Shanghai is the second region in the country to put the matter before its local congress this year.Along with the province of Guangdong, the city is believed to lead other areas in China in encouraging people to take up the fight for just causes and better protect those injured in doing good deeds.

Last year a string of incidents sparked a heated debate on declining moral standards and on whether the country should enact laws to punish people who shy away from lending a helping hand to accident victims.

In the case that most appalled the nation, a surveillance camera recorded a 2-year-old girl in Foshan, Guangdong province, being run over by motor vehicles twice while 18 passers-by ignored her. The girl later died despite medical treatment.

The draft also made clear the punishment for those who get a helping hand but then turn around and falsely accuse the good Samaritan.

In one well-known case four years ago, Peng Yu, a young man in Nanjing, capital of East China's Jiangsu province, was found responsible by a local court for injuring a 66-year-old woman. Peng, seeing the woman lying hurt after a fall, rushed her to a nearby hospital. However, the woman insisted that Peng was the one who knocked her down and sued him.

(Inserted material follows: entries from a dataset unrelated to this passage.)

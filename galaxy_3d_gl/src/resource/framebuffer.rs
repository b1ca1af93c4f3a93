/// Framebuffers and multi-pass (ping-pong) rendering
///
/// A `Framebuffer` either renders into an owned texture or targets the
/// default framebuffer (`Framebuffer::screen`). Iterative effects alternate
/// between two texture-backed framebuffers, each pass reading the texture the
/// previous pass wrote.

use std::rc::Rc;

use crate::context::{GraphicsContext, FramebufferId};
use crate::error::{Error, Result};
use crate::resource::{Texture, TextureDesc};
use crate::{engine_err, engine_trace};

const SOURCE: &str = "galaxy3d::gl::Framebuffer";

// ===== FRAMEBUFFER =====

/// Render target
pub struct Framebuffer {
    context: Rc<dyn GraphicsContext>,
    framebuffer: Option<FramebufferId>,
    texture: Option<Texture>,
    deleted: bool,
}

impl Framebuffer {
    /// Create a framebuffer rendering into `texture` (colour attachment 0)
    pub fn new(context: Rc<dyn GraphicsContext>, texture: Texture) -> Result<Self> {
        let texture_id = texture.id().ok_or_else(|| engine_err!(SOURCE, Error::InvalidResource(
            "Cannot attach a deleted texture to a framebuffer".to_string()
        )))?;

        let framebuffer = context.create_framebuffer()
            .map_err(|e| engine_err!(SOURCE, "Could not create framebuffer: {}", e))?;
        context.bind_framebuffer(Some(framebuffer));
        context.framebuffer_texture_2d(Some(texture_id));
        context.bind_framebuffer(None);

        Ok(Self {
            context,
            framebuffer: Some(framebuffer),
            texture: Some(texture),
            deleted: false,
        })
    }

    /// The default framebuffer (the screen)
    pub fn screen(context: Rc<dyn GraphicsContext>) -> Self {
        Self {
            context,
            framebuffer: None,
            texture: None,
            deleted: false,
        }
    }

    /// Make this framebuffer the current render target
    pub fn bind(&self) -> Result<()> {
        if self.deleted {
            return Err(engine_err!(SOURCE, Error::InvalidResource(
                "Framebuffer has been deleted".to_string()
            )));
        }
        self.context.bind_framebuffer(self.framebuffer);
        Ok(())
    }

    /// Clear the colour buffer to `color`
    pub fn clear(&self, color: [f32; 4]) -> Result<()> {
        self.bind()?;
        self.context.clear_color(color);
        Ok(())
    }

    /// Bind, set the viewport and run `pass`
    pub fn render_to<F>(&self, x: i32, y: i32, width: i32, height: i32, pass: F) -> Result<()>
    where
        F: FnOnce() -> Result<()>,
    {
        self.bind()?;
        self.context.viewport(x, y, width, height);
        pass()
    }

    /// Attached texture (None for the screen)
    pub fn texture(&self) -> Option<&Texture> {
        self.texture.as_ref()
    }

    /// Whether this is the default framebuffer
    pub fn is_screen(&self) -> bool {
        self.framebuffer.is_none() && !self.deleted
    }

    /// Release the framebuffer and its texture (no-op when already deleted)
    pub fn delete(&mut self) {
        if let Some(framebuffer) = self.framebuffer.take() {
            self.context.delete_framebuffer(framebuffer);
        }
        if let Some(mut texture) = self.texture.take() {
            texture.delete();
        }
        self.deleted = true;
    }
}

impl Drop for Framebuffer {
    fn drop(&mut self) {
        self.delete();
    }
}

fn target_texture(framebuffer: &Framebuffer) -> Result<&Texture> {
    framebuffer.texture().ok_or_else(|| engine_err!(SOURCE, Error::InvalidResource(
        "Ping-pong target has no texture".to_string()
    )))
}

// ===== FLIP-FLOP PASSES =====

/// Run `n_passes` passes alternating between two targets
///
/// Pass 0 reads `source` and writes `targets[0]`; pass `i` reads the texture
/// written by pass `i - 1` and writes `targets[i % 2]`.
///
/// # Returns
///
/// The texture written by the last pass, or `source` when `n_passes` is 0
pub fn flip_flop_buffers<'a, F>(
    n_passes: u32,
    source: &'a Texture,
    targets: [&'a Framebuffer; 2],
    mut pass: F,
) -> Result<&'a Texture>
where
    F: FnMut(&Texture, &Framebuffer) -> Result<()>,
{
    let mut input = source;
    for i in 0..n_passes {
        let target = targets[(i % 2) as usize];
        pass(input, target)?;
        input = target_texture(target)?;
    }
    Ok(input)
}

// ===== PING-PONG PAIR =====

/// Two texture-backed framebuffers of identical description
pub struct PingPong {
    framebuffers: [Framebuffer; 2],
    front: usize,
}

impl PingPong {
    /// Create both textures and framebuffers from `desc`
    pub fn new(context: Rc<dyn GraphicsContext>, desc: &TextureDesc) -> Result<Self> {
        let first = Framebuffer::new(context.clone(), Texture::new(context.clone(), desc)?)?;
        let second = Framebuffer::new(context.clone(), Texture::new(context, desc)?)?;

        engine_trace!(SOURCE, "Created ping-pong pair {}x{}", desc.width, desc.height);

        Ok(Self {
            framebuffers: [first, second],
            front: 0,
        })
    }

    /// Framebuffer holding the latest result
    pub fn front(&self) -> &Framebuffer {
        &self.framebuffers[self.front]
    }

    /// Framebuffer the next pass writes to
    pub fn back(&self) -> &Framebuffer {
        &self.framebuffers[1 - self.front]
    }

    /// Exchange front and back
    pub fn swap(&mut self) {
        self.front = 1 - self.front;
    }

    /// Run `n_passes` passes, the first reading `source`
    ///
    /// Each pass writes the back framebuffer, then the pair is swapped, so
    /// after the call `front()` holds the result of the last pass.
    pub fn run<F>(&mut self, n_passes: u32, source: &Texture, mut pass: F) -> Result<()>
    where
        F: FnMut(&Texture, &Framebuffer) -> Result<()>,
    {
        for i in 0..n_passes {
            let back = 1 - self.front;
            let input = if i == 0 {
                source
            } else {
                target_texture(&self.framebuffers[self.front])?
            };
            pass(input, &self.framebuffers[back])?;
            self.front = back;
        }
        Ok(())
    }
}

#[cfg(test)]
#[path = "framebuffer_tests.rs"]
mod tests;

Yet there is still a long way to go for the draft to become law, officials said.

Luo Fei, a publicity director at the Shanghai people's congress, said on Wednesday that the draft is now a preparatory project on this year's agenda of the law-making body. A formal draft should be drawn up before it could be subject to public comment and official discussions.

"There is not a concrete timeline for that," Luo added.

But the draft has already excited heroines like Wang Liping, a 29-year-old IT company worker known online as Moli for her stories of fighting pickpockets on her own.

The good Samaritans need the detailed definition on what are heroic acts and social recognition, she said on Wednesday.

Official figures show that the city has awarded more than 4,800 people for brave ry since May 1999, with the oldest of them 86 and the youngest 14.